I recently heard someone say, “We don’t deserve God’s love and so, as Christians, we should be grateful that God loves us.” Strange thing was, it didn’t fill me with gratitude. It just upset my stomach. Somehow, being told I didn’t deserve God’s love didn’t make me feel overly grateful. It left me feeling flat.

It’s a bit like telling a child, “You don’t deserve this ice cream, but I am giving it to you anyway because I promised I would. Now say thank you!”

The idea of deserving things has to do with justice and good works. And so David sings,

He has not dealt with us according to our sins or repaid us according to our iniquities (Psalm 103:10)

Death is wages and our sin deserves death (Luke 23:41; Romans 6:23). This idea is present throughout scripture. But being loved when we don’t deserve it, is not present in scripture.
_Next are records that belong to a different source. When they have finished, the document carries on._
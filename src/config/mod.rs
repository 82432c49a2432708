//! Configuration subsystem.
//!
//! # Data Flow
//! ```text
//! proposed payload (API request / imported bundle)
//!     → validation.rs (semantic checks, pure)
//!     → store (versioned commit)
//!     → orchestrator (apply to the managed process)
//! ```
//!
//! # Design Decisions
//! - Document payloads are typed per key; serde handles the syntactic layer
//! - Validation never reads the store; the commit path re-reads the
//!   current version to keep the optimistic-lock window small
//! - The control plane's own runtime settings (loader.rs) are separate
//!   from the managed documents (schema.rs)

pub mod loader;
pub mod schema;
pub mod validation;

pub use loader::ServerSettings;
pub use schema::{ConfigKey, ConfigPayload, Hysteria2Config, Socks5Config};
//! Versioned configuration store.
//!
//! # Responsibilities
//! - Hold the authoritative document per key, with a monotonic version
//! - Reject commits from stale versions (optimistic concurrency)
//! - Apply multi-document batches all-or-nothing
//! - Notify subscribers after every accepted commit
//!
//! # Design Decisions
//! - Reads are served from an atomically swapped snapshot; writers
//!   serialize behind one async mutex
//! - Persistence is a trait so tests run against memory and the binary
//!   against a JSON file
//! - The store never validates payload semantics; that stays with the
//!   validation layer so this module has a single reason to change

pub mod persist;

use std::collections::BTreeMap;
use std::sync::Arc;

use arc_swap::ArcSwap;
use serde::{Deserialize, Serialize};
use tokio::sync::{broadcast, Mutex};

use crate::config::schema::{ConfigKey, ConfigPayload};
use crate::error::{Error, Result};
use persist::Persistence;

/// One named, versioned configuration unit.
#[derive(Debug, Clone, PartialEq, Serialize, Deserialize)]
pub struct ConfigDocument {
    pub key: ConfigKey,
    pub payload: ConfigPayload,
    pub version: u64,
}

/// Notification emitted after an accepted commit.
#[derive(Debug, Clone, Copy)]
pub struct ChangeNotice {
    pub key: ConfigKey,
    pub version: u64,
}

/// The full document set held by the store at one point in time.
#[derive(Debug, Clone, Default, Serialize, Deserialize)]
pub struct Snapshot {
    documents: BTreeMap<ConfigKey, ConfigDocument>,
}

impl Snapshot {
    /// Initial snapshot: every key present with its default payload at
    /// version 1.
    fn seed() -> Self {
        let mut documents = BTreeMap::new();
        for key in ConfigKey::ALL {
            documents.insert(
                key,
                ConfigDocument {
                    key,
                    payload: ConfigPayload::default_for(key),
                    version: 1,
                },
            );
        }
        Self { documents }
    }
}

/// A proposed update for one document.
pub type Update = (ConfigKey, ConfigPayload, u64);

/// Authoritative, versioned holder of configuration documents.
pub struct ConfigStore {
    snapshot: ArcSwap<Snapshot>,
    write_lock: Mutex<()>,
    persistence: Box<dyn Persistence>,
    changes: broadcast::Sender<ChangeNotice>,
}

impl ConfigStore {
    /// Open the store, loading persisted state or seeding defaults.
    pub fn open(persistence: Box<dyn Persistence>) -> Result<Self> {
        let snapshot = match persistence.load()? {
            Some(mut snapshot) => {
                // Keys added since the snapshot was written start at defaults.
                for key in ConfigKey::ALL {
                    snapshot.documents.entry(key).or_insert(ConfigDocument {
                        key,
                        payload: ConfigPayload::default_for(key),
                        version: 1,
                    });
                }
                snapshot
            }
            None => {
                let seed = Snapshot::seed();
                persistence.save(&seed)?;
                seed
            }
        };

        let (changes, _) = broadcast::channel(64);
        Ok(Self {
            snapshot: ArcSwap::from_pointee(snapshot),
            write_lock: Mutex::new(()),
            persistence,
            changes,
        })
    }

    /// Read the current document for a key.
    pub fn get(&self, key: ConfigKey) -> Result<ConfigDocument> {
        self.snapshot
            .load()
            .documents
            .get(&key)
            .cloned()
            .ok_or_else(|| Error::NotFound(key.to_string()))
    }

    /// Read documents for the requested keys, in request order.
    pub fn list(&self, keys: &[ConfigKey]) -> Result<Vec<ConfigDocument>> {
        keys.iter().map(|key| self.get(*key)).collect()
    }

    /// All documents in canonical key order.
    pub fn documents(&self) -> Vec<ConfigDocument> {
        let snapshot = self.snapshot.load();
        ConfigKey::ALL
            .iter()
            .filter_map(|key| snapshot.documents.get(key).cloned())
            .collect()
    }

    /// Subscribe to commit notifications.
    pub fn subscribe(&self) -> broadcast::Receiver<ChangeNotice> {
        self.changes.subscribe()
    }

    /// Commit one document if `expected_version` is still current.
    ///
    /// Returns the new version on success.
    pub async fn commit(
        &self,
        key: ConfigKey,
        payload: ConfigPayload,
        expected_version: u64,
    ) -> Result<u64> {
        let committed = self.commit_inner(&[(key, payload, expected_version)]).await?;
        Ok(committed[0].1)
    }

    /// Commit several documents all-or-nothing.
    ///
    /// Every expected version is checked against the current snapshot
    /// before anything is applied; the first stale key fails the whole
    /// batch and nothing changes.
    pub async fn batch_commit(&self, updates: &[Update]) -> Result<Vec<u64>> {
        let committed = self.commit_inner(updates).await?;
        Ok(committed.into_iter().map(|(_, version)| version).collect())
    }

    async fn commit_inner(&self, updates: &[Update]) -> Result<Vec<(ConfigKey, u64)>> {
        let _guard = self.write_lock.lock().await;
        let current = self.snapshot.load_full();

        for (i, (key, _, expected)) in updates.iter().enumerate() {
            if updates[..i].iter().any(|(k, _, _)| k == key) {
                return Err(Error::validation(
                    "updates",
                    format!("duplicate key {key} in batch"),
                ));
            }
            let doc = current
                .documents
                .get(key)
                .ok_or_else(|| Error::NotFound(key.to_string()))?;
            if doc.version != *expected {
                return Err(Error::VersionConflict {
                    key: *key,
                    expected: *expected,
                    actual: doc.version,
                });
            }
        }

        let mut next = Snapshot {
            documents: current.documents.clone(),
        };
        let mut committed = Vec::with_capacity(updates.len());
        for (key, payload, expected) in updates {
            let version = expected + 1;
            next.documents.insert(
                *key,
                ConfigDocument {
                    key: *key,
                    payload: payload.clone(),
                    version,
                },
            );
            committed.push((*key, version));
        }

        self.persistence.save(&next)?;
        self.snapshot.store(Arc::new(next));

        for (key, version) in &committed {
            tracing::debug!(key = %key, version = version, "config committed");
            // Send fails only when nobody is listening, which is fine.
            let _ = self.changes.send(ChangeNotice {
                key: *key,
                version: *version,
            });
        }

        Ok(committed)
    }
}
God’s love is not wages. It is neither deserved or undeserved. God is love. And it was Love that stepped in and intervened for the world in order to pay the wages of our sin with His own death on a cross.

And so, David sings in the very next verse,

For as high as the heavens are above the earth, so great is His loving devotion for those who fear Him. As far as the east is from the west, so far has He removed our transgressions from us. (Psalm 103:11-12)

God’s love for you is not the finale to this drama. It is not something He gives to undeserving children as a gift after they repent. God’s love was the starting point for the whole story. God has always loved His children and it was this love that sent Him to the cross on our behalf.

Love is not the gift given to children who don’t deserve to be loved. Grace is the gift, given by a God who already loves us deeply.

What has this got to do with gratitude?

The one who hears and believes that God has taken upon Himself what we deserve does not need to be told to be grateful. Gratitude bubbles to the surface. The one who has the wages of sin exchanged for the crown of eternal life does not need to be told to be grateful. Gratitude and joy find their way out through the mouth in thanksgiving.

Being told you are loved but you don’t deserve it is a miserable business. It’s a miserable business if your husband says it and it would be a miserable, joyless gospel if God had said it.

But He never did.

God has loved you with the uncompromising full force of His will since before the world began. He loved you with full force still after you fell into the misery of your sin, knowing full well what that sin would do to you.

He doesn’t love us, “in spite of”, what we have done. He loved us then as He loves us now because we are his children, the work of His Hands. Jesus did not need to twist God’s arm to love us “once more”. God never stopped loving us with total commitment.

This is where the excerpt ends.